Document Detail

Differential effects of GnRH and androgens on Cres mRNA and protein in male mouse anterior pituitary gonadotropes.
MedLine Citation:
PMID:  16837735     Owner:  NLM     Status:  MEDLINE    
The Cres gene defines a new subgroup in the family 2 cystatins of cysteine protease inhibitors. However, unlike typical cystatins, CRES does not inhibit cysteine proteases but rather inhibits the serine protease prohormone convertase 2, an enzyme with roles in proprotein processing in the neuroendocrine system.

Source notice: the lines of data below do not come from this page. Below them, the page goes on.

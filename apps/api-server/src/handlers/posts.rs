//! Post handlers - create, list, clear, export.

use actix_web::http::header::{ContentDisposition, ContentType, DispositionParam, DispositionType};
use actix_web::{HttpResponse, web};

use postforge_core::domain::export_post;
use postforge_shared::dto::{
    ClearPostsResponse, CreatePostRequest, CreatePostResponse, ExportPostRequest,
    ListPostsResponse,
};

use crate::middleware::error::{AppError, AppResult};
use crate::observability::RequestId;
use crate::state::AppState;

/// POST /api/posts
pub async fn create_post(
    state: web::Data<AppState>,
    request_id: RequestId,
    body: web::Json<CreatePostRequest>,
) -> AppResult<HttpResponse> {
    let req = body.into_inner();
    let prompt = req.prompt.unwrap_or_default();

    let post = state.posts.create_post(&prompt, req.generate_image).await?;
    tracing::info!(request_id = %request_id.as_str(), post_id = %post.id, "Post created");

    Ok(HttpResponse::Ok().json(CreatePostResponse::new(post)))
}

/// GET /api/posts
pub async fn list_posts(state: web::Data<AppState>) -> AppResult<HttpResponse> {
    let posts = state.posts.list_posts().await?;
    Ok(HttpResponse::Ok().json(ListPostsResponse::new(posts)))
}

/// DELETE /api/posts
pub async fn clear_posts(state: web::Data<AppState>) -> AppResult<HttpResponse> {
    let count = state.posts.clear_posts().await?;
    Ok(HttpResponse::Ok().json(ClearPostsResponse::removed(count)))
}

/// POST /api/posts/{id}/save
///
/// Serializes the post supplied in the body; the store is not consulted.
pub async fn export(
    path: web::Path<String>,
    body: web::Json<ExportPostRequest>,
) -> AppResult<HttpResponse> {
    let post = body
        .into_inner()
        .post
        .ok_or_else(|| AppError::BadRequest("Invalid post".to_string()))?;

    let path_id = path.into_inner();
    if path_id != post.id.to_string() {
        tracing::debug!(path_id = %path_id, post_id = %post.id, "Export path id differs from post id");
    }

    let export = export_post(&post)?;

    Ok(HttpResponse::Ok()
        .insert_header(ContentType::json())
        .insert_header(ContentDisposition {
            disposition: DispositionType::Attachment,
            parameters: vec![DispositionParam::Filename(export.filename)],
        })
        .body(export.bytes))
}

Cres is expressed in the gonadotropes and colocalizes with LHbeta, suggesting a role in the regulation of gonadotrope secretion. Our present studies were carried out to examine the regulation of Cres mRNA and protein expression by GnRH and steroid hormones, thus providing clues regarding its role in gonadotropes. Castration profoundly reduced Cres mRNA, while replacement with estradiol (E(2)), testosterone (T), or dihydrotestosterone (DHT) further decreased Cres, suggesting negative regulation by GnRH or steroid hormones. The administration of Antide, a GnRH antagonist, resulted in a 3-fold increase in Cres mRNA, supporting a negative regulation by GnRH. Because all hormonal manipulations in vivo resulted in alterations in steroid hormones, organ culture was used to assess the effects of GnRH independent of steroids. Mouse pituitaries cultured in the absence of GnRH or steroids showed high Cres mRNA levels, while DHT or E(2) resulted in decreases of 25% and 68%, respectively. However, an 85% decrease in Cres mRNA occurred following the administration of GnRH, demonstrating that GnRH, and to a lesser degree E(2), negatively regulate Cres mRNA in gonadotropes. Examination of CRES protein by immunohistochemistry showed that levels were profoundly reduced following castration, while DHT and in part T, but not E(2), restored CRES levels. Castrated mice treated with Antide showed little effect. However, castrated mice treated with Antide + DHT showed a dramatic recovery of CRES, suggesting that androgens act directly at the level of the gonadotrope to regulate CRES protein. Together, our studies suggest that Cres mRNA and protein are low at peak gonadotrope secretory activity, possibly as a means to allow proprotein processing events to occur that are integral to gonadotrope function.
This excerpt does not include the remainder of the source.